Conventional SQUID and OPM-MEG systems are configured to measure only the radial component of the magnetic field, as this is typically the component with the largest signal. However, as explained in more detail below, the measurement of the differently directed/oriented magnetic field components on the sensor array 12 reduces the correlation between the contribution to sensor data from the source of interest S1 within the subject' S head H and the contribution of the non-neural magnetic field from the external source S2, which enables better suppression of the contribution from the external source S2 by the source reconstruction process (see below).

Fig. 3a and 3b illustrate the general principles of the method 200. Fig. 3a shows a schematic diagram representing the magnetic field pattern (field vector B represented by the dashed arrow) generated by the source of interest S1 in the head H. Assuming that the sensors 12a-12c are oriented radially, the sensor 12a will measure the radial field component Br (positive field) directed out of the head, the sensor 12c will measure the radial field component Br (negative field) directed into the head, and the sensor 12b will not measure any field. Fig. 3b shows a schematic diagram of a very different magnetic field pattern, which is a substantially uniform field, representing the magnetic field generated by the external source S2. Because of the orientation of the radial sensors 12a-12c, the sensor 12a again measures a positive field, the sensor 12c again measures a negative field, and nothing is measured by the sensor 12 b. This means that the measured magnetic field topography will be highly correlated with each other, although the field patterns are very different. Conversely, if one of the sensors 12a-12c, e.g. sensor 12b, is rotated/arranged or configured to (alternatively or additionally) measure the tangential field component Bt, it can be readily seen that the measurements made will indicate that the two different field components are opposite in direction. This will result in their reduced correlation and thus reduced source reconstruction errors. This is a basic premise for the effects described in sections 1 to 4 below.

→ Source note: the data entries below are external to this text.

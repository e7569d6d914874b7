//! # rogue-blackjack
//!
//! Combat engine for a roguelike Blackjack run: rounds against enemies whose
//! HP falls when you win hands, chips that double as health, card tags,
//! enemy abilities, status effects and trinkets.
//!
//! ## Design Principles
//!
//! 1. **One owner**: [`GameContext`] owns all run state. Subsystems receive
//!    what they need by reference for one call and keep nothing.
//!
//! 2. **Content is data**: enemies, trinkets, affixes, tags and events are
//!    templates in registries. String keys from content are parsed into
//!    enums once, at load.
//!
//! 3. **Fixed dispatch order**: every game event runs card tags, status
//!    effects, enemy abilities, trinkets, then stat re-aggregation.
//!
//! 4. **Deterministic**: every random roll comes from a seeded stream, and a
//!    run can be snapshotted and restored with bincode.
//!
//! ## Modules
//!
//! - `core`: player, enemy, config, errors, RNG, logging, run stats
//! - `cards`: cards, deck, hands and the card tag engine
//! - `effects`: ability effects, their resolver and the damage pipeline
//! - `status`: timed player debuffs
//! - `triggers`: game events and the event bus
//! - `abilities`: enemy ability triggers and state
//! - `trinkets`: templates, instances, aggregation, executors, drops
//! - `encounters`: narrative events and the event pool
//! - `progression`: acts and sanity
//! - `rules`: round resolution, payout and hit policies
//! - `game`: phases, the run context and the combat loop
//! - `content`: registries bundle and built-in content

pub mod abilities;
pub mod cards;
pub mod content;
pub mod core;
pub mod effects;
pub mod encounters;
pub mod game;
pub mod progression;
pub mod rules;
pub mod status;
pub mod triggers;
pub mod trinkets;

// Re-export commonly used types
pub use crate::core::{
    init_tracing, DamageSource, Enemy, GameError, GameRng, Player, ReshufflePolicy, Result, RunConfig, RunStats,
};

pub use crate::cards::{Card, CardId, CardTag, Deck, DeckTags, Hand, HandId, HandTotal, Rank, Suit, TagRegistry};

pub use crate::content::Content;

pub use crate::effects::{Effect, EffectTarget};

pub use crate::status::{StatusEffectManager, StatusKind};

pub use crate::triggers::{EventBus, GameEvent, GameEventKind, PlayerAction};

pub use crate::abilities::{AbilityDefinition, AbilityTrigger};

pub use crate::trinkets::{StatBlock, TrinketInstance, TrinketRarity, TrinketRegistry, TrinketTemplate};

pub use crate::encounters::{EncounterEvent, EventChoice, EventPool};

pub use crate::progression::{Act, Encounter, PlayerClass, SanityTier};

pub use crate::rules::{BasicStrategy, DealerPolicy, HitPolicy, RoundOutcome};

pub use crate::game::{GameContext, GamePhase};
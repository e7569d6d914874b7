//! Status effect kinds and instances.

use serde::{Deserialize, Serialize};

/// Status effects are outcome modifiers on the player.
#[derive(
    Clone,
    Copy,
    Debug,
    PartialEq,
    Eq,
    Hash,
    Serialize,
    Deserialize,
    strum::Display,
    strum::EnumString,
    strum::AsRefStr,
)]
#[strum(serialize_all = "SCREAMING_SNAKE_CASE", ascii_case_insensitive)]
pub enum StatusKind {
    /// Lose `magnitude` chips at round start.
    ChipDrain,
    /// Losses cost double.
    Tilt,
    /// Wins pay only half the bet.
    Greed,
    /// Lose `magnitude`% of damage dealt as chips on each win. Stack based.
    Rake,
}

/// How an effect's duration runs down.
#[derive(Clone, Copy, Debug, PartialEq, Eq, Serialize, Deserialize)]
pub enum DurationType {
    /// One per round, at round end.
    Rounds,
    /// One per trigger.
    Stacks,
}

/// The quantity a status effect feeds into.
#[derive(Clone, Copy, Debug, PartialEq, Eq, Hash, Serialize, Deserialize)]
pub enum StatusStat {
    /// Chips lost at round start.
    RoundStartDrain,
    /// Extra loss penalty.
    LossPenalty,
    /// Win penalty.
    WinPenalty,
    /// Percent of damage dealt lost as chips.
    DamageRake,
}

impl StatusKind {
    pub const ALL: [StatusKind; 4] = [
        StatusKind::ChipDrain,
        StatusKind::Tilt,
        StatusKind::Greed,
        StatusKind::Rake,
    ];

    #[must_use]
    pub const fn duration_type(self) -> DurationType {
        match self {
            StatusKind::Rake => DurationType::Stacks,
            _ => DurationType::Rounds,
        }
    }

    #[must_use]
    pub const fn stat(self) -> StatusStat {
        match self {
            StatusKind::ChipDrain => StatusStat::RoundStartDrain,
            StatusKind::Tilt => StatusStat::LossPenalty,
            StatusKind::Greed => StatusStat::WinPenalty,
            StatusKind::Rake => StatusStat::DamageRake,
        }
    }

    /// Every current kind hurts the player.
    #[must_use]
    pub const fn is_debuff(self) -> bool {
        true
    }

    #[must_use]
    pub const fn name(self) -> &'static str {
        match self {
            StatusKind::ChipDrain => "Chip Drain",
            StatusKind::Tilt => "Tilt",
            StatusKind::Greed => "Greed",
            StatusKind::Rake => "Rake",
        }
    }

    #[must_use]
    pub const fn abbreviation(self) -> &'static str {
        match self {
            StatusKind::ChipDrain => "Cd",
            StatusKind::Tilt => "Ti",
            StatusKind::Greed => "Gr",
            StatusKind::Rake => "Rk",
        }
    }

    #[must_use]
    pub const fn description(self) -> &'static str {
        match self {
            StatusKind::ChipDrain => "Lose chips each round",
            StatusKind::Tilt => "Lose 2x chips on loss",
            StatusKind::Greed => "Win only 50% chips",
            StatusKind::Rake => "Lose a share of damage dealt as chips",
        }
    }
}

/// An active effect on a player.
#[derive(Clone, Copy, Debug, PartialEq, Eq, Serialize, Deserialize)]
pub struct StatusEffectInstance {
    pub kind: StatusKind,
    pub magnitude: i32,
    /// Rounds or stacks remaining, per `duration_type`.
    pub duration: i32,
    pub duration_type: DurationType,
}

impl StatusEffectInstance {
    #[must_use]
    pub fn new(kind: StatusKind, magnitude: i32, duration: i32) -> Self {
        Self {
            kind,
            magnitude,
            duration,
            duration_type: kind.duration_type(),
        }
    }

    #[must_use]
    pub fn is_expired(&self) -> bool {
        self.duration <= 0
    }
}

#[cfg(test)]
mod tests {
    use super::*;

    #[test]
    fn test_parse() {
        assert_eq!("CHIP_DRAIN".parse::<StatusKind>(), Ok(StatusKind::ChipDrain));
        assert_eq!("rake".parse::<StatusKind>(), Ok(StatusKind::Rake));
        assert_eq!(StatusKind::Tilt.to_string(), "TILT");
        assert!("MADNESS".parse::<StatusKind>().is_err());
    }

    #[test]
    fn test_duration_types() {
        assert_eq!(StatusKind::Rake.duration_type(), DurationType::Stacks);
        assert_eq!(StatusKind::Greed.duration_type(), DurationType::Rounds);
        assert_eq!(StatusEffectInstance::new(StatusKind::Rake, 20, 3).duration_type, DurationType::Stacks);
    }
}
//! Blackjack rules: round resolution, payout and hit policies.

pub mod policy;
pub mod resolution;

pub use policy::{BasicStrategy, DealerPolicy, HitPolicy};
pub use resolution::{compute_payout, resolve_outcome, Payout, RoundOutcome};
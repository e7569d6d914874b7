//! Effect primitives, their resolver and the damage pipeline.

pub mod damage;
pub mod effect;
pub mod resolver;

pub use damage::{apply_damage_modifiers, DamageModifiers, DamageRoll};
pub use effect::{Effect, EffectTarget};
pub use resolver::{EffectHost, EffectResolver, ResolveResult};
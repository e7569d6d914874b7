//! Per-player status effect collection.
//!
//! At most one instance per [`StatusKind`]: applying a kind that is already
//! active replaces its magnitude and duration.

use serde::{Deserialize, Serialize};
use smallvec::SmallVec;

use super::effect::{DurationType, StatusEffectInstance, StatusKind, StatusStat};

/// Result of [`StatusEffectManager::apply`].
#[derive(Clone, Copy, Debug, PartialEq, Eq)]
pub enum ApplyOutcome {
    Added,
    Refreshed,
}

/// Active status effects of one player.
#[derive(Clone, Debug, Default, Serialize, Deserialize)]
pub struct StatusEffectManager {
    effects: SmallVec<[StatusEffectInstance; 4]>,
}

impl StatusEffectManager {
    #[must_use]
    pub fn new() -> Self {
        Self::default()
    }

    /// Apply or refresh an effect.
    pub fn apply(&mut self, kind: StatusKind, magnitude: i32, duration: i32) -> ApplyOutcome {
        if let Some(existing) = self.effects.iter_mut().find(|e| e.kind == kind) {
            existing.magnitude = magnitude;
            existing.duration = duration;
            tracing::info!(%kind, magnitude, duration, "status refreshed");
            return ApplyOutcome::Refreshed;
        }

        self.effects.push(StatusEffectInstance::new(kind, magnitude, duration));
        tracing::info!(%kind, magnitude, duration, "status applied");
        ApplyOutcome::Added
    }

    /// Remove one kind. Returns `true` if it was active.
    pub fn remove(&mut self, kind: StatusKind) -> bool {
        let before = self.effects.len();
        self.effects.retain(|e| e.kind != kind);
        before != self.effects.len()
    }

    pub fn clear_all(&mut self) {
        if !self.effects.is_empty() {
            tracing::info!(count = self.effects.len(), "clearing status effects");
        }
        self.effects.clear();
    }

    #[must_use]
    pub fn has(&self, kind: StatusKind) -> bool {
        self.effects.iter().any(|e| e.kind == kind)
    }

    #[must_use]
    pub fn get(&self, kind: StatusKind) -> Option<&StatusEffectInstance> {
        self.effects.iter().find(|e| e.kind == kind)
    }

    #[must_use]
    pub fn len(&self) -> usize {
        self.effects.len()
    }

    #[must_use]
    pub fn is_empty(&self) -> bool {
        self.effects.is_empty()
    }

    pub fn iter(&self) -> impl Iterator<Item = &StatusEffectInstance> {
        self.effects.iter()
    }

    /// Round-end countdown. Round-based effects lose one round and are
    /// dropped at zero; stack-based effects are untouched.
    pub fn tick_round(&mut self) {
        for i in (0..self.effects.len()).rev() {
            let effect = &mut self.effects[i];
            if effect.duration_type != DurationType::Rounds {
                continue;
            }
            effect.duration -= 1;
            if effect.is_expired() {
                tracing::info!(kind = %effect.kind, "status expired");
                self.effects.swap_remove(i);
            }
        }
    }

    /// Use one stack of a stack-based effect. Returns `false` if absent.
    pub fn consume_stack(&mut self, kind: StatusKind) -> bool {
        let Some(pos) = self.effects.iter().position(|e| e.kind == kind) else {
            return false;
        };
        let effect = &mut self.effects[pos];
        effect.duration -= 1;
        if effect.is_expired() {
            self.effects.swap_remove(pos);
        }
        true
    }

    /// Sum of magnitudes feeding a stat.
    #[must_use]
    pub fn active_modifier(&self, stat: StatusStat) -> i32 {
        self.effects
            .iter()
            .filter(|e| e.kind.stat() == stat)
            .map(|e| e.magnitude)
            .sum()
    }

    /// Chips to drain at round start, capped at what the player has.
    #[must_use]
    pub fn round_start_drain(&self, chips: i32) -> i32 {
        self.active_modifier(StatusStat::RoundStartDrain).clamp(0, chips.max(0))
    }

    /// Winnings after Greed: half the bet regardless of payout.
    #[must_use]
    pub fn modify_winnings(&self, base_winnings: i32, bet: i32) -> i32 {
        if self.has(StatusKind::Greed) {
            let capped = bet / 2;
            tracing::info!(base_winnings, capped, "greed caps winnings");
            capped
        } else {
            base_winnings
        }
    }

    /// Extra chips lost on a loss (Tilt doubles the loss).
    #[must_use]
    pub fn extra_loss(&self, base_loss: i32) -> i32 {
        if self.has(StatusKind::Tilt) {
            base_loss
        } else {
            0
        }
    }

    /// Chips raked from a win that dealt `damage`; consumes one Rake stack.
    pub fn take_rake(&mut self, damage: i32) -> i32 {
        let percent = self.active_modifier(StatusStat::DamageRake);
        if percent <= 0 || damage <= 0 || !self.consume_stack(StatusKind::Rake) {
            return 0;
        }
        damage * percent / 100
    }
}
//! Ability dispatch over an enemy's ability list.

use smallvec::SmallVec;

use crate::core::GameRng;
use crate::effects::Effect;
use crate::triggers::GameEventKind;

use super::ability::{Ability, TriggerContext};

/// An ability that fired, with the effect chain to execute.
#[derive(Clone, Debug, PartialEq)]
pub struct FiredAbility {
    /// Index into the enemy's ability list.
    pub index: usize,
    pub name: String,
    pub effects: SmallVec<[Effect; 2]>,
}

/// Stateless helpers that walk a slice of abilities.
pub struct AbilitySystem;

impl AbilitySystem {
    /// Check every ability against `event` in list order.
    ///
    /// The fired chains are returned rather than executed so the caller can
    /// resolve them against the run state without holding a borrow of the
    /// enemy.
    pub fn dispatch(
        abilities: &mut [Ability],
        event: GameEventKind,
        ctx: &TriggerContext,
        rng: &mut GameRng,
    ) -> Vec<FiredAbility> {
        let mut fired = Vec::new();
        for (index, ability) in abilities.iter_mut().enumerate() {
            if ability.check(event, ctx, rng) {
                tracing::debug!(ability = %ability.name(), %event, "ability fired");
                fired.push(FiredAbility {
                    index,
                    name: ability.def.name.clone(),
                    effects: ability.def.effects.clone(),
                });
            }
        }
        fired
    }

    /// One round passes for every cooldown.
    pub fn tick_cooldowns(abilities: &mut [Ability]) {
        abilities.iter_mut().for_each(Ability::tick_cooldown);
    }

    /// Fresh state for a new combat.
    pub fn reset_states(abilities: &mut [Ability]) {
        abilities.iter_mut().for_each(Ability::reset);
    }
}
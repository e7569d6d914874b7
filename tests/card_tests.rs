//! Integration tests for cards, hands and card tags.

use proptest::prelude::*;
use rogue_blackjack::cards::TagEngine;
use rogue_blackjack::{Card, CardTag, Deck, GameRng, Hand, HandId, Rank, Suit, TagRegistry};

fn hand_of(ranks: &[Rank]) -> Hand {
    Hand::from_cards(
        HandId::Player,
        ranks.iter().enumerate().map(|(i, r)| Card::new(*r, Suit::ALL[i % 4])),
    )
}

proptest! {
    /// Test that any seed shuffles the deck into a permutation of 52 distinct cards.
    #[test]
    fn test_shuffle_is_permutation(seed in any::<u64>()) {
        let mut rng = GameRng::new(seed);
        let deck = Deck::shuffled(&mut rng);

        let mut ids: Vec<u8> = deck.draw_pile().iter().map(|c| c.id.0).collect();
        ids.sort_unstable();
        prop_assert_eq!(ids, (0..52).collect::<Vec<u8>>());
    }

    /// Test that hand totals stay within bounds for any cards.
    #[test]
    fn test_total_bounds(ids in proptest::collection::vec(0u8..52, 1..8)) {
        let cards: Vec<Card> = ids.iter().filter_map(|i| Card::from_id(rogue_blackjack::CardId(*i))).collect();
        let hand = Hand::from_cards(HandId::Player, cards);
        let total = hand.total();

        prop_assert!(total.best >= total.hard);
        prop_assert!(total.best <= total.hard + 10);
        prop_assert_eq!(total.is_bust, total.hard > 21);
        if total.is_soft {
            prop_assert!(total.best <= 21);
        }
    }
}

/// Test that every card lands in each third of the deck at a plausible rate.
#[test]
fn test_shuffle_roughly_uniform() {
    let mut rng = GameRng::new(2024);
    let mut top_third = [0u32; 52];
    let trials = 3000;

    for _ in 0..trials {
        let deck = Deck::shuffled(&mut rng);
        for card in deck.draw_pile().iter().rev().take(17) {
            top_third[card.id.0 as usize] += 1;
        }
    }

    // Expected ~981 per card (17/52 of 3000)
    for (id, count) in top_third.iter().enumerate() {
        assert!((800..1170).contains(count), "card {id} drawn {count} times in top third");
    }
}

/// Test the canonical hand totals.
#[test]
fn test_hand_totals() {
    let blackjack = hand_of(&[Rank::Ace, Rank::King]);
    assert_eq!(blackjack.value(), 21);
    assert!(blackjack.is_blackjack());

    let soft = hand_of(&[Rank::Ace, Rank::Ace, Rank::Nine]);
    assert_eq!(soft.value(), 21);
    assert!(soft.total().is_soft);
    assert!(!soft.is_blackjack());

    let bust = hand_of(&[Rank::Ten, Rank::Ten, Rank::Five]);
    assert_eq!(bust.value(), 25);
    assert!(bust.is_bust());
}

/// Test that DOUBLED doubles a pip card and detaching it restores the value.
#[test]
fn test_doubled_tag_round_trip() {
    let registry = TagRegistry::with_builtin();
    let mut hand = hand_of(&[Rank::Four, Rank::Seven]);
    assert_eq!(hand.value(), 11);

    hand.attach_tag(0, CardTag::Doubled, &registry).unwrap();
    assert_eq!(hand.value(), 15);

    assert!(hand.detach_tag(0, CardTag::Doubled));
    assert_eq!(hand.value(), 11);
}

/// Test that DOUBLED never lifts a card past ten.
#[test]
fn test_doubled_caps_at_ten() {
    let registry = TagRegistry::with_builtin();
    let mut hand = hand_of(&[Rank::Eight, Rank::King]);
    hand.attach_tag(0, CardTag::Doubled, &registry).unwrap();
    hand.attach_tag(1, CardTag::Doubled, &registry).unwrap();
    assert_eq!(hand.value(), 20);
}

/// Test that a hidden hole card contributes no passive bonus until revealed.
#[test]
fn test_passive_tags_need_face_up_cards() {
    let registry = TagRegistry::with_builtin();
    let player = Hand::new(HandId::Player);
    let mut hole = Card::new(Rank::Six, Suit::Clubs);
    hole.face_up = false;
    let mut dealer = Hand::from_cards(HandId::Dealer, [hole, Card::new(Rank::Nine, Suit::Hearts)]);
    dealer.attach_tag(0, CardTag::Brutal, &registry).unwrap();

    let hidden = TagEngine::passive_bonuses(&registry, &[&player, &dealer]);
    assert_eq!(hidden.damage_percent, 0);

    dealer.reveal_all();
    let shown = TagEngine::passive_bonuses(&registry, &[&player, &dealer]);
    assert_eq!(shown.damage_percent, 10);
}

/// Test that removing a card out of range fails instead of clamping.
#[test]
fn test_remove_out_of_range() {
    let mut hand = hand_of(&[Rank::Two]);
    assert!(hand.remove_card(3).is_err());
    assert_eq!(hand.len(), 1);
}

In the following, the method 200 is demonstrated by theoretical and experimental demonstration of how the sensor array 12 according to the present invention behaves when applied to source localization/reconstruction using beamformed spatial filters. In particular, MEG system 100, which is shown to include single axis sensors 12a-12c, and in particular also includes tri-axis sensors 12a-12c, provides for more accurate source reconstruction in the presence of interference from non-neural magnetic fields.

1) Analytical insights

Fig. 4a-4c show three hypothetical MEG sensor array configurations 12_1-12_3 under consideration. The array 12_1 comprises 50 radial orientation sensors (see fig. 4 a). The array 12_2 comprises 50 tri-axial sensors, wherein each sensor provides three magnetic field measurements orthogonal to each other (providing a total of 150 measurement channels) (see fig. 4 b). The array 12_3 comprises 150 radial orientation sensors (see fig. 4 c). In all three cases, it is assumed that the sensors are placed equidistant on the surface of a sphere (radius 8.6 cm). For the tri-axial array 12_2, the sensor is oriented to measure magnetic fields in the (radial) radial (r), (polar) polar (θ) and (azimuthal) azimuthal directions (φ).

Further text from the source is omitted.